Mon bureau tient dans mon sac à dos,
tout le reste est dans le cloud

Journaliste: Simon Eppenberger | Photographe: Markus Bertschi, Siemens | Magazine: Work in progress – Novembre 2020

Siemens Suisse a opéré une transformation culturelle, qui inclut l’ensemble de ses 5700 collaborateurs. Le CFO Jörn Harde, par ailleurs très attaché aux thèmes du nouveau leadership, de la diversité et de l’inclusion, de l’évolution du poste de travail ainsi que de la « nouvelle normalité », explique comment ce changement a fait ses preuves pendant l’état de situation extraordinaire et comment il contribue à façonner le monde du travail de demain. 

Le bureau de Jörn Harde a de quoi surprendre. Le CFO de Siemens Suisse gère les finances de l’entreprise depuis une petite salle du siège de Zurich – sans utiliser aucun papier. Sur son bureau, pas un dossier, aucun document, pas même un calepin. Seules quelques feuilles sont accrochées au tableau de présentation. Le quadragénaire ne peut réprimer un sourire : « Mon bureau tient dans mon sac à dos, tout le reste est dans le cloud. » Une approche qui est la sienne depuis près de 15 ans, et qui cadre à merveille avec Siemens. 

Ce grand groupe, très actif dans des domaines tels que l’énergie, la technologie du bâtiment, l’industrie, la santé et la mobilité, déploie aussi une vaste stratégie numérique, à l’interne comme à l’externe. La branche « Smart Infrastructure » s’inscrit dans cette démarche. Les bâtiments intelligents répondent aux besoins des propriétaires, exploitants, locataires et utilisateurs.

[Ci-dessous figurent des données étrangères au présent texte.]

//! Symmetric link bookkeeping for the island tracker.
//!
//! The tracker records every link occurrence it is told about so that a
//! disconnect can re-derive reachability over the remaining links. Counts are
//! kept per unordered endpoint pair; parallel links between the same
//! endpoints accumulate multiplicity and self-loops count once per record.

use std::collections::{HashMap, HashSet, VecDeque};

use crate::link::NodeId;

/// Outcome of a reachability search over the recorded links.
#[derive(Debug, Clone, PartialEq, Eq)]
pub(crate) enum Reachability {
    /// The target was reached; no component was materialised.
    ReachedTarget,
    /// The target is unreachable. Contains every node reachable from the
    /// start of the search, sorted by node id.
    Component(Vec<NodeId>),
}

/// Occurrence-counted undirected adjacency between registered nodes.
#[derive(Debug, Default, Clone)]
pub(crate) struct Adjacency {
    neighbours: HashMap<NodeId, HashMap<NodeId, usize>>,
    occurrences: usize,
}

impl Adjacency {
    pub(crate) fn with_capacity(nodes: usize) -> Self {
        Self {
            neighbours: HashMap::with_capacity(nodes),
            occurrences: 0,
        }
    }

    /// Records one occurrence of the link between `a` and `b`.
    pub(crate) fn record(&mut self, a: NodeId, b: NodeId) {
        *self.neighbours.entry(a).or_default().entry(b).or_insert(0) += 1;
        if a != b {
            *self.neighbours.entry(b).or_default().entry(a).or_insert(0) += 1;
        }
        self.occurrences += 1;
    }

    /// Removes one occurrence of the link between `a` and `b`.
    ///
    /// Returns `false` when no occurrence was recorded; the table is left
    /// unchanged in that case.
    pub(crate) fn remove(&mut self, a: NodeId, b: NodeId) -> bool {
        if !self.decrement(a, b) {
            return false;
        }
        if a != b {
            let removed = self.decrement(b, a);
            debug_assert!(removed, "adjacency counts must stay symmetric");
        }
        self.occurrences -= 1;
        true
    }

    /// Returns the total number of recorded link occurrences.
    pub(crate) fn occurrences(&self) -> usize {
        self.occurrences
    }

    /// Searches the recorded links breadth-first from `start`.
    ///
    /// Exits with [`Reachability::ReachedTarget`] as soon as `target` is
    /// seen; otherwise returns the full component containing `start`, sorted
    /// by node id so callers apply reassignments in a deterministic order.
    pub(crate) fn search(&self, start: NodeId, target: NodeId) -> Reachability {
        if start == target {
            return Reachability::ReachedTarget;
        }

        let mut visited = HashSet::new();
        let mut queue = VecDeque::new();
        visited.insert(start);
        queue.push_back(start);

        while let Some(node) = queue.pop_front() {
            let Some(counts) = self.neighbours.get(&node) else {
                continue;
            };
            for &neighbour in counts.keys() {
                if neighbour == target {
                    return Reachability::ReachedTarget;
                }
                if visited.insert(neighbour) {
                    queue.push_back(neighbour);
                }
            }
        }

        let mut component: Vec<NodeId> = visited.into_iter().collect();
        component.sort_unstable();
        Reachability::Component(component)
    }

    fn decrement(&mut self, from: NodeId, to: NodeId) -> bool {
        let Some(counts) = self.neighbours.get_mut(&from) else {
            return false;
        };
        let Some(count) = counts.get_mut(&to) else {
            return false;
        };
        *count -= 1;
        if *count == 0 {
            counts.remove(&to);
        }
        true
    }
}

La technologie de Siemens est également présente au siège de Zurich, qui date pourtant de plusieurs décennies. 

La consommation d’énergie a pu y être nettement réduite grâce à la gestion intelligente du bâtiment et les collaborateurs bénéficient partout d’un réseau wifi rapide et sécurisé. Ce réseau qui relie tous les sites de Siemens et le personnel permet aussi d’accéder rapidement aux données internes confidentielles au moyen de cartes électroniques et d’authentifications. Le système est si stable et sûr que le CFO signe 98 % des documents par voie numérique. « Les 2 % restants sont des contrats qui, pour des raisons juridiques, doivent exister au format papier », précise-t-il.

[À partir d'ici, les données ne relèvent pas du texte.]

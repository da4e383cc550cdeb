//! Benchmark setup error type.
//!
//! Aggregates the error types that may arise during benchmark data
//! preparation so that setup functions can propagate failures with `?`
//! instead of using `.expect()`.

use crate::workload::WorkloadError;
use atoll_core::TrackerError;

/// Errors that may occur during benchmark setup.
#[derive(Debug, thiserror::Error)]
pub enum BenchSetupError {
    /// Edit script generation failed.
    #[error("workload generation failed: {0}")]
    Workload(#[from] WorkloadError),
    /// A tracker operation failed while preparing benchmark state.
    #[error("tracker operation failed: {0}")]
    Tracker(#[from] TrackerError),
}
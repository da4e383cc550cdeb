//! Property-based tests for the island tracker.
//!
//! Verifies the tracker against a from-scratch breadth-first connectivity
//! oracle, validates structural invariants (partition consistency, stable
//! enumeration order, arena id monotonicity), and checks that replaying an
//! edit script never leaks hash-map iteration order into outcomes.

mod oracle;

Réception virtuelle d’une locomotive

Si Jörn Harde fait depuis longtemps figure de pionnier du travail sans papier chez Siemens, la pandémie de COVID-19 a accéléré la numérisation au sein de l’entreprise et chez ses clients. Toute une flotte de locomotives a même été réceptionnée au moyen de lunettes caméra, via Livestream. Les responsables ne devaient pas être sur place. « Nous avons autant évolué en cinq semaines que nous l’aurions autrement fait en cinq ans », explique M. Harde, rayonnant. 

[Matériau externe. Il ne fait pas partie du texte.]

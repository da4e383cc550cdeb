//! Benchmark parameter types.
//!
//! Groups related benchmark parameters into structs so that Criterion
//! benchmark ids stay readable across runs.

use std::fmt;

/// Parameters for a churn benchmark run.
#[derive(Clone, Debug)]
pub struct ChurnBenchParams {
    /// Number of nodes registered before edits begin.
    pub node_count: usize,
    /// Total scripted edit operations.
    pub op_count: usize,
}

impl fmt::Display for ChurnBenchParams {
    fn fmt(&self, f: &mut fmt::Formatter<'_>) -> fmt::Result {
        write!(f, "n={},ops={}", self.node_count, self.op_count)
    }
}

« Nous avons autant évolué en cinq semaines que nous l’aurions autrement fait en cinq ans. »

Chez Siemens Suisse, M. Harde s’intéresse aussi aux thèmes du nouveau leadership, de la diversité et de l’inclusion, de l’évolution du poste de travail et de la « nouvelle normalité », concept qui désigne les bouleverse­ments induits par le COVID-19. Les effets de la pandémie sont si puissants que ni les collaborateurs ni les entreprises ne pourront revenir en arrière, une fois la crise passée. Au contraire, un nouveau monde du travail émerge. Il constituera la norme de demain. 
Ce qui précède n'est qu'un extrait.